# How does the law affect us?



## cjhays (Aug 6, 2010)

OK so I read that one that congress is trying to pass.  How does it affect us has it already affected us?  I am kinda concerned that I sholuldn't go the the craft fair that i was going to go to because of this???  Does anyone know a good disclaimer that I should have around my booth?  What do you all use to protect yourself at festivals/fairs and stuff?  THANKS in advance


----------



## carebear (Aug 6, 2010)

Protect yourself?  From what?  Not sure what you mean.  

As you have stated, the law hasn't been passed yet.  And I don't think there are any "disclaimers" necessary - or appropriate.

This aside, are you saying (correct me if you aren't!) that the soaps you are just learning to make will be for sale at the market soon?


----------



## Best Natural Soap (Aug 6, 2010)

Thanks so much for asking about this! 

The bill I think you're referencing, is HR 5786, The Safe Cosmetics Act of 2010. It was introduced in congress on July 20. Coincidentally, a YouTube video was posted the same day, titled "The Story of Cosmetics." It owes it's production to Stacy Malkin, co-founder of a lobbying group called The Campaign for Safe Cosmetics. The law seeks to reform current FDA regulations concerning cosmetic products. 

You don't need to do anything special, because as carebear pointed out, it is only a bill, and not yet required regulation. 

However, I would suggest becoming informed about it, because it will effect you and your business, and ultimately your customers. 

Stacy Malkin had posted an article on The Huffington Post about why she created the video. I found her article when I was searching on google for blogs related to HR 5786, NOT, as has been implied, because I get my news from Huffington. Huffington is more concerned with opinion than anything.

However, in her statement, Ms. Malkin CORRECTLY identifies that we need to do something about getting toxic chemicals out of cosmetics. Their safety is questionable, and many ingredients exist that would be good replacements. 

Unfortunately, well meaning people think that because of that need, to make our cosmetics safe, we should therefore support the proposed legislation. 
The problem, though, is that the legislation does little to get crud out of products. 

Instead, it outlines steps all makers of cosmetics will be required to go through in order to sell their products. These include:
- reporting gross sales.
-reporting number of employees
-reporting suppliers names and addresses.
-reporting any changes to those, within 60 days of the change. 
-testing of each formulated product to ensure safety. 
-listing every ingredient in the product, as well as all trace ingredients, down to nanometers... 

Problems with this: 
-We already report sales, employees on our taxes.
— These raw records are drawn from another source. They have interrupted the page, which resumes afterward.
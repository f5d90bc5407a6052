//! End-to-end pipeline tests: committed artifacts stay current, and typed
//! operations round-trip through the handler.

use std::sync::Arc;

use async_trait::async_trait;
use serde_json::json;

use blog_server::generated::{CreatePost, CreatePostVariables, HomePosts, HomePostsVariables,
    PostOrder};
use blog_server::handler::{handle_request, GraphQLRequest};
use blog_server::model::PostStore;
use blog_server::pages::home_page_data;
use blog_server::schema::build_schema;
use typeflow_codegen::{generate, CodegenOptions};
use typeflow_sdk::{Fetch, PageContext, SdkResult, TypedClient, TypedOperation};
use typeflow_syntax::render_schema;

const SCHEMA_SDL: &str = include_str!("../schema.graphql");
const OPERATIONS: &str = include_str!("../operations.graphql");

/// A fetch capability that short-circuits into the handler in-process.
#[derive(Clone)]
struct LocalFetch {
    store: PostStore,
}

#[async_trait]
impl Fetch for LocalFetch {
    async fn post_json(&self, _url: &str, body: &str) -> SdkResult<String> {
        let request: GraphQLRequest = serde_json::from_str(body).unwrap();
        let response = handle_request(&self.store, request).await;
        Ok(serde_json::to_string(&response).unwrap())
    }
}

#[test]
fn committed_artifact_matches_the_schema() {
    let schema = build_schema().unwrap();
    assert_eq!(render_schema(&schema), SCHEMA_SDL);
}

#[test]
fn committed_artifact_contains_no_internal_columns() {
    assert!(!SCHEMA_SDL.contains("createdAt"));
}

#[test]
fn committed_generated_module_matches_the_generator_output() {
    let code = generate(SCHEMA_SDL, &[OPERATIONS], &CodegenOptions::default()).unwrap();
    assert_eq!(code, include_str!("../src/generated.rs"));
}

#[tokio::test]
async fn typed_mutation_round_trips_through_the_handler() {
    let store = PostStore::new();
    let fetch = LocalFetch { store };
    let client = TypedClient::new("http://localhost:4000/graphql");

    let data = client
        .execute_with::<CreatePost>(
            &fetch,
            CreatePostVariables {
                title: "A".to_string(),
                body: "B".to_string(),
            },
        )
        .await
        .unwrap();
    assert_eq!(data.create_post.id, "1");
}

#[tokio::test]
async fn typed_query_returns_exactly_the_selected_fields() {
    let store = PostStore::new();
    store.create("P1", "body one").await;
    store.create("P2", "body two").await;
    store.create("P3", "body three").await;
    let fetch = LocalFetch { store };
    let client = TypedClient::new("http://localhost:4000/graphql");

    let data = client
        .execute_with::<HomePosts>(
            &fetch,
            HomePostsVariables {
                order_by: Some(PostOrder::IdDesc),
                limit: Some(10),
            },
        )
        .await
        .unwrap();

    let titles: Vec<&str> = data.posts.iter().map(|p| p.title.as_str()).collect();
    assert_eq!(titles, ["P3", "P2", "P1"]);

    // The wire payload carries only the projected fields.
    let body = serde_json::to_string(&serde_json::json!({
        "query": HomePosts::OPERATION,
        "variables": { "orderBy": "ID_DESC", "limit": 10 },
    }))
    .unwrap();
    let response = fetch.post_json("http://localhost:4000/graphql", &body).await.unwrap();
    let value: serde_json::Value = serde_json::from_str(&response).unwrap();
    assert_eq!(
        value["data"]["posts"][0],
        json!({ "id": "3", "title": "P3" })
    );
}

#[tokio::test]
async fn page_data_runs_through_the_injected_fetch() {
    let store = PostStore::with_sample_data().await;
    let ctx = PageContext::new(
        "http://localhost:4000/graphql",
        Arc::new(LocalFetch { store }),
    );

    let page = home_page_data(&ctx).await.unwrap();
    assert_eq!(page.posts.len(), 3);
    // Newest first.
    assert_eq!(page.posts[0].id, "3");
}

#[tokio::test]
async fn submitted_post_appears_in_the_next_page_load() {
    let store = PostStore::with_sample_data().await;
    let fetch = LocalFetch {
        store: store.clone(),
    };

    // Client-initiated mutation (here routed through the local fetch so the
    // test stays in-process).
    let client = TypedClient::new("http://localhost:4000/graphql");
    let id = {
        let data = client
            .execute_with::<CreatePost>(
                &fetch,
                CreatePostVariables {
                    title: "Fresh".to_string(),
                    body: "Just submitted".to_string(),
                },
            )
            .await
            .unwrap();
        data.create_post.id
    };
    assert_eq!(id, "4");

    let ctx = PageContext::new("http://localhost:4000/graphql", Arc::new(fetch));
    let page = home_page_data(&ctx).await.unwrap();
    assert_eq!(page.posts[0].id, "4");
    assert_eq!(page.posts[0].title, "Fresh");
}
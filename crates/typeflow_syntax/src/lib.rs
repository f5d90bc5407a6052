//! SDL text layer for typeflow.
//!
//! The interchange artifact is plain SDL text; this crate owns both
//! directions of that boundary:
//! - `lexer` / `parser`: SDL type definitions and operation documents →
//!   syntax tree → schema graph
//! - `render`: schema graph → canonical SDL text (deterministic, so the
//!   published artifact is byte-identical for an unchanged graph)

pub mod ast;
pub mod lexer;
pub mod parser;
pub mod render;
pub mod token;

pub use ast::{
    Argument, Document, FieldDefinition, InputValueDefinition, OperationDefinition, OperationKind,
    Selection, TypeDefinition, TypeNode, Value, VariableDefinition,
};
pub use parser::{parse_document, ParseError};
pub use render::{render_operation, render_schema};

use typeflow_schema::{Schema, SchemaError};

/// An error from the textual layer.
#[derive(Debug, thiserror::Error)]
pub enum SyntaxError {
    #[error(transparent)]
    Parse(#[from] ParseError),
    #[error(transparent)]
    Schema(#[from] SchemaError),
}

/// Parses SDL source into a finished schema graph.
///
/// Operation definitions in the source are ignored; use [`parse_document`]
/// to get at them.
pub fn parse_schema(source: &str) -> Result<Schema, SyntaxError> {
    let document = parse_document(source)?;
    Ok(ast::document_to_schema(&document)?)
}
Why should we have to report separately to the FDA?
-many of us change suppliers as we experience out of stocks, discontinued items, etc. or, simply when we use a new essential oil. The reporting requirement demands we report these changes within 60 days to the FDA. If we fail to do so, we can lose our registration and essentially be shut down.
-reporting batch numbers of our supplies may help the FDA with a papertrail should there be reports of contamination, but it really shouldn't be there concern. Our suppliers should be keeping track of their batch numbers, and so should we. I don't feel the government needs to be handling this.
-testing each product we make will be overly cost prohibitive for small businesses. 
-reporting ingredients down to nanometers will create ingredient lists that are pages long, will confuse customers, and cause needless worry. (for example, water can contain arsenic and lead, but still be considered safe. under this law, each trace element found in your water needs to be reported. Will consumers want a product with arsenic on the label?). 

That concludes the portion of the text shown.